Paul And The Law
If that describes your experience in any way, then you would probably benefit from listening to this outstanding lecture by Brian Rosner, an Australian New Testament scholar and author of Paul and the Law: Keeping the Commandments of God. Rosner’s starting point is the well-known tension within Paul when it comes to his view of the Law. Paul says we are not under the Law (Rom 6:14), but then quotes from it to teach Christian ethics (Eph 6:1-3); he says we have died to the Law like a woman whose husband has died (Rom 7:1-3), but also that it is holy, righteous and good (7:12); and in his most obvious polarity, he says that Christ has abolished the Law (Eph 2:15), and yet that we do not abolish the Law but uphold it (Rom 3:31). This, Rosner rightly says, is a formidable challenge for the New Testament interpreter, and has implications for soteriology, anthropology, eschatology and theology, among other things.

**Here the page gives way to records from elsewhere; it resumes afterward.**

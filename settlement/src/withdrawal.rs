//! Outbound user withdrawals.

use crate::error::SettlementError;
use crate::flows::{Flow, OrderFlow, Receipt, WithdrawalFlow};
use crate::keeper::SettlementKeeper;
use custos_chain::adapter::ChainAdapter;
use custos_chain::registry::TokenRegistry;
use custos_ledger::LedgerError;
use custos_orders::{Order, OrderBase, OrderStatus, OutPoint, WithdrawalOrder};
use custos_quorum::{ConfirmOutcome, EvidenceKeeper};
use custos_store::asset::AssetStore;
use custos_store::cu::CuStore;
use custos_store::deposit::DepositStore;
use custos_store::order::OrderStore;
use custos_store::vote::VoteStore;
use custos_types::{
    Amount, CuAddress, CuKind, DepositStatus, ExtAddress, OrderId, Symbol, TokenInfo, TxModel,
    ValidatorId,
};
use custos_verify::{verify_utxo_tx, ExpectedAccountTx, ExpectedPayout, UtxoVerifyContext};
use tracing::{debug, info};

/// Everything the wait-sign/sign-finish pipeline derives from a decoded
/// withdrawal transaction.
struct WithdrawalTxCheck {
    cost_fee: Amount,
    /// The amount the OPCU must hold for the in-flight settlement.
    opcu_hold: Amount,
    /// Consumed outpoints (UTXO model only).
    vins: Vec<OutPoint>,
}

Methodologically, Rosner argues, three things need to be done in handling Paul and the Law correctly. First, we need to look at all Pauline material, rather than (as is the scholarly fashion) being restricted to Romans and Galatians, with hints of Philippians and the Corinthian letters, and no sign at all of Ephesians, Colossians or the Pastorals. Secondly, we need to look at the issue hermeneutically: how is Paul reading and interpreting the Torah? With what framework does he understand what the Law is doing, and what it means for his generation? And thirdly, we need to see the Law as a unity. Most studies focus on specific commandments given through Moses (the laws), but although this is sometimes what Paul means (e.g. Rom 9:4), it is much more appropriate to focus on the first five books of Moses together (the Law), much of which is narrative or even poetry rather than lists of commands. Moses’ exposition of the Law in Deuteronomy, for example, begins with a lengthy recitation of Israel’s history - in other words, narrative rather than commandments - and Paul refers to the Law when quoting from narratives (e.g. Gal 4:21). As such, Rosner contends, we need to think in terms of “Paul and the Law” rather than “Paul and the laws” (or even, in the case of those who believe in pseudonymous authorship, of “Pauls and the laws”!)
How, then, does Rosner see Paul’s view of the Law? He answers using three “R"s: “Paul undertakes a polemical rereading of the Law of Moses, which involves not only a repudiation of the Law as law-covenant, and its replacement by other things, but a reappropriation of the Law as prophecy, with reference to the gospel, and as wisdom for Christian living.” He then explains each of these in more detail. When faced with Paul’s repudiation of the Law, for instance, we should not ask (as has been common in Reformed circles) “which bits?”, but “as what?” Saying that Paul objected to some parts of the Law and not others, splitting it into moral, ceremonial and civil categories in the process, though hermetically convenient, is both anachronistic and arbitrary, since nobody in Paul’s day would have seen it like this. Saying that Paul objected to the Law simply because it was not Christ (with Ed Sanders), or because it was a means of preserving an ethnocentric community (with James Dunn and Tom Wright), is likewise inadequate. What we need to do is to ask what it is that the Law does that Paul is concerned about (hence “the Law as what?”). Paul’s concern, for Rosner, involves his conviction that the Law is a failed path to life (Gal 3:21): the essence of the Law is of a covenant calling for something to be done in order to find life, and this has failed because of universal sinfulness. For Paul, we cannot find life by effort or ethnicity, but only by grace, and that is the sense in which the Law is repudiated. In a similar way, it is replaced in all sorts of ways - by obedience, faith, the Spirit, the law of Christ, walking in light, and so on.
It is his section on reappropriation, however, that really makes the lecture (and, I assume, the book) so compelling. For Rosner, Paul reappropriates the Law as prophecy pointing to salvation in Christ (Rom 1:2; 3:21; 3:31; 4:23-24; 16:26; etc), and also as wisdom to inform Christian ethics and conduct. His argument for the latter in particular makes sense of all sorts of things that can frequently puzzle the reader, most notably the thorny old question of why Paul cites the Law when exhorting Christians to live holy lives, even as he apparently deconstructs its ongoing place in the believer’s life. Rosner gives several examples of how this works itself out, including with respect to tithing/giving, theft, idol worship, antisocial vices, and sexual ethics, and concludes that Paul - like the Psalmists and the wisdom writers - has internalised the Law, reflected upon it for his own situation, and expanded it to apply to contemporary challenges.
Anyway: the whole thing is well worth a listen, and/or a read.